_Task objective_
Copy out the data line by line exactly, from its start to the line bearing "host search pipeline.", inclusive.

Data shown Block Start

//! Ranked-retrieval planning and the host-facing search boundary.
//!
//! The planner turns a [`SearchRequest`] into two parameterized statements in
//! the active dialect: the ranked, paginated id query and its clone-and-count
//! twin. Predicates OR-combine across the columns one keyword resolves to and
//! AND-combine across keyword entries; scores are the sum of every
//! contributing per-field rank term.

use std::collections::BTreeMap;

use chrono::NaiveDate;
use serde::{Deserialize, Serialize};
use tracing::error;

use crate::search::dao::Dao;
use crate::search::dialect::RankingDialect;
use crate::search::schema::TABLE_NAME;

/// Logical search-field identifiers exposed to the host search pipeline.
#[derive(Debug, Clone, Copy, PartialEq, Eq, PartialOrd, Ord, Serialize, Deserialize)]
#[serde(rename_all = "lowercase")]
pub enum SearchField {
    Author,
    Title,
    Abstract,
    Galley,
    Discipline,
    Subject,
    Keyword,
    Type,
    Coverage,
    /// Generic query matched against every indexed column; unknown field tags
    /// resolve here as well.
    All,
}

/// Every indexed column, in the order an unmapped tag searches them.
const ALL_COLUMNS: [&str; 9] = [
    "authors",
    "title",
    "abstract",
    "galley_text",
    "disciplines",
    "subjects",
    "keywords",
    "type",
    "coverage",
];

impl SearchField {
    /// The single column this field maps to, or `None` for the all-column
    /// union.
    pub fn column(self) -> Option<&'static str> {
        match self {
            SearchField::Author => Some("authors"),
            SearchField::Title => Some("title"),
            SearchField::Abstract => Some("abstract"),
            SearchField::Galley => Some("galley_text"),
            SearchField::Discipline => Some("disciplines"),
            SearchField::Subject => Some("subjects"),
            SearchField::Keyword => Some("keywords"),
            SearchField::Type => Some("type"),
            SearchField::Coverage => Some("coverage"),
            SearchField::All => None,
        }
    }

    /// Resolve a host-supplied field tag; unknown tags search every column.
    pub fn from_tag(tag: &str) -> SearchField {
        match tag.to_ascii_lowercase().as_str() {
            "author" => SearchField::Author,
            "title" => SearchField::Title,
            "abstract" => SearchField::Abstract,
            "galley" => SearchField::Galley,
            "discipline" => SearchField::Discipline,
            "subject" => SearchField::Subject,
            "keyword" => SearchField::Keyword,
            "type" => SearchField::Type,
            "coverage" => SearchField::Coverage,
            _ => SearchField::All,
        }
    }

    fn resolve_columns(self) -> Vec<&'static str> {
        match self.column() {
            Some(column) => vec![column],
            None => ALL_COLUMNS.to_vec(),
        }
    }
}

#[derive(Debug, Clone, Copy, PartialEq, Eq, Default, Serialize, Deserialize)]
#[serde(rename_all = "lowercase")]
pub enum SortDirection {
    Asc,
    #[default]
    Desc,
}

impl SortDirection {
    fn as_sql(self) -> &'static str {
        match self {
            SortDirection::Asc => "ASC",
            SortDirection::Desc => "DESC",
        }
    }
}

/// A ranked-retrieval request against the index.
#[derive(Debug, Clone)]
pub struct SearchRequest {
    /// Scope to one context, or search across all contexts.
    pub context_id: Option<i64>,
    /// Keyword queries keyed by field.
    pub keywords: BTreeMap<SearchField, String>,
    /// Requested sort key. Only `score` is supported; anything else falls
    /// back to score.
    pub order_by: Option<String>,
    pub order_dir: SortDirection,
    /// Submission ids never to return, regardless of match strength.
    pub exclude: Vec<i64>,
    /// 1-based page number; values below 1 clamp the offset to 0.
    pub page: i64,
    pub per_page: i64,
    pub published_from: Option<NaiveDate>,
    pub published_to: Option<NaiveDate>,
}

impl Default for SearchRequest {
    fn default() -> Self {
        Self {
            context_id: None,
            keywords: BTreeMap::new(),
            order_by: None,
            order_dir: SortDirection::Desc,
            exclude: Vec::new(),
            page: 1,
            per_page: 25,
            published_from: None,
            published_to: None,
        }
    }
}

/// A bind parameter of a planned statement, in bind order.
#[derive(Debug, Clone, PartialEq)]
pub enum Param {
    Int(i64),
    Text(String),
}

/// The two statements a request compiles to.
#[derive(Debug, Clone)]
pub struct SearchPlan {
    pub sql: String,
    pub params: Vec<Param>,
    pub count_sql: String,
    pub count_params: Vec<Param>,
}

struct Placeholders<'a> {
    dialect: &'a dyn RankingDialect,
    n: usize,
}

impl<'a> Placeholders<'a> {
    fn new(dialect: &'a dyn RankingDialect) -> Self {
        Self { dialect, n: 0 }
    }

    fn next(&mut self) -> String {
        self.n += 1;
        self.dialect.placeholder(self.n)
    }
}

/// Compile a request into its ranked statement and its count twin.
pub fn plan_search(dialect: &dyn RankingDialect, request: &SearchRequest) -> SearchPlan {
    let (sql, params) = compose(dialect, request, true);
    let (count_sql, count_params) = compose(dialect, request, false);
    SearchPlan { sql, params, count_sql, count_params }
}

/// Build one statement. `ranked` selects ids with scores, ordering and
/// pagination; otherwise a bare `COUNT(*)` over the same filters.
///
/// Placeholders are allocated in textual order so the parameter list binds
/// positionally on both engines: score terms first (ranked only), then the
/// filter predicates, then pagination.
fn compose(dialect: &dyn RankingDialect, request: &SearchRequest, ranked: bool) -> (String, Vec<Param>) {
    let mut ph = Placeholders::new(dialect);
    let mut params: Vec<Param> = Vec::new();

    let entries: Vec<(SearchField, &str)> = request
        .keywords
        .iter()
        .map(|(field, query)| (*field, query.trim()))
        .filter(|(_, query)| !query.is_empty())
        .collect();

    let mut sql = if ranked {
        let mut score_terms: Vec<String> = Vec::new();
        for (field, query) in &entries {
            for column in field.resolve_columns() {
                let placeholder = ph.next();
                score_terms.push(dialect.score_term(&format!("fts.{column}"), &placeholder));
                params.push(Param::Text((*query).to_string()));
            }
        }
        if score_terms.is_empty() {
            score_terms.push("1".to_string());
        }
        format!(
            "SELECT fts.submission_id, {} AS score FROM {TABLE_NAME} AS fts",
            score_terms.join(" + ")
        )
    } else {
        format!("SELECT COUNT(*) FROM {TABLE_NAME} AS fts")
    };

    if request.published_from.is_some() || request.published_to.is_some() {
        sql.push_str(" JOIN submissions AS s ON s.submission_id = fts.submission_id");
        sql.push_str(" JOIN publications AS p ON p.publication_id = s.current_publication_id");
    }

    let mut conditions: Vec<String> = Vec::new();

    if let Some(context_id) = request.context_id {
        conditions.push(format!("fts.context_id = {}", ph.next()));
        params.push(Param::Int(context_id));
    }

    if !request.exclude.is_empty() {
        let placeholders: Vec<String> = request.exclude.iter().map(|_| ph.next()).collect();
        conditions.push(format!("fts.submission_id NOT IN ({})", placeholders.join(", ")));
        params.extend(request.exclude.iter().map(|&id| Param::Int(id)));
    }

    for (field, query) in &entries {
        let mut predicates: Vec<String> = Vec::new();
        for column in field.resolve_columns() {
            let placeholder = ph.next();
            predicates.push(dialect.match_predicate(&format!("fts.{column}"), &placeholder));
            params.push(Param::Text((*query).to_string()));
        }
        conditions.push(format!("({})", predicates.join(" OR ")));
    }

    if let Some(from) = request.published_from {
        conditions.push(format!("p.date_published >= {}", ph.next()));
        params.push(Param::Text(from.format("%Y-%m-%d").to_string()));
    }
    if let Some(to) = request.published_to {
        conditions.push(format!("p.date_published <= {}", ph.next()));
        params.push(Param::Text(to.format("%Y-%m-%d").to_string()));
    }

    if !conditions.is_empty() {
        sql.push_str(" WHERE ");
        sql.push_str(&conditions.join(" AND "));
    }

    if ranked {
        sql.push_str(&format!(" ORDER BY score {}", request.order_dir.as_sql()));
        let offset = ((request.page - 1) * request.per_page).max(0);
        sql.push_str(&format!(" LIMIT {} OFFSET {}", ph.next(), ph.next()));
        params.push(Param::Int(request.per_page));
        params.push(Param::Int(offset));
    }

    (sql, params)
}

/// Outcome of a ranked-retrieval request at the host boundary.
#[derive(Debug, Clone, Serialize)]
pub struct RetrievedResults {
    pub submission_ids: Vec<i64>,
    pub total: i64,
    #[serde(skip_serializing_if = "Option::is_none")]
    pub error: Option<String>,
}

/// Message shown to callers when retrieval fails internally.
pub const SEARCH_UNAVAILABLE_MESSAGE: &str =
    "The search service is currently unavailable. Please try again later.";

/// Host-facing search boundary: never fails, never returns partial results.
#[derive(Clone)]
pub struct SearchService {
    dao: Dao,
}

impl SearchService {
    pub fn new(dao: Dao) -> Self {
        Self { dao }
    }

    /// Execute a request; any internal failure is logged and converted into
    /// the generic message with empty results and zero total.
    pub async fn retrieve_results(&self, request: &SearchRequest) -> RetrievedResults {
        match self.dao.search(request).await {
            Ok((submission_ids, total)) => RetrievedResults { submission_ids, total, error: None },
            Err(err) => {
                error!("search request failed: {err}");
                RetrievedResults {
                    submission_ids: Vec::new(),
                    total: 0,
                    error: Some(SEARCH_UNAVAILABLE_MESSAGE.to_string()),
                }
            }
        }
    }
}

Data shown Block End

_Reply to the exercise_
//! Ranked-retrieval planning and the host-facing search boundary.
//!
//! The planner turns a [`SearchRequest`] into two parameterized statements in
//! the active dialect: the ranked, paginated id query and its clone-and-count
//! twin. Predicates OR-combine across the columns one keyword resolves to and
//! AND-combine across keyword entries; scores are the sum of every
//! contributing per-field rank term.

use std::collections::BTreeMap;

use chrono::NaiveDate;
use serde::{Deserialize, Serialize};
use tracing::error;

use crate::search::dao::Dao;
use crate::search::dialect::RankingDialect;
use crate::search::schema::TABLE_NAME;

/// Logical search-field identifiers exposed to the host search pipeline.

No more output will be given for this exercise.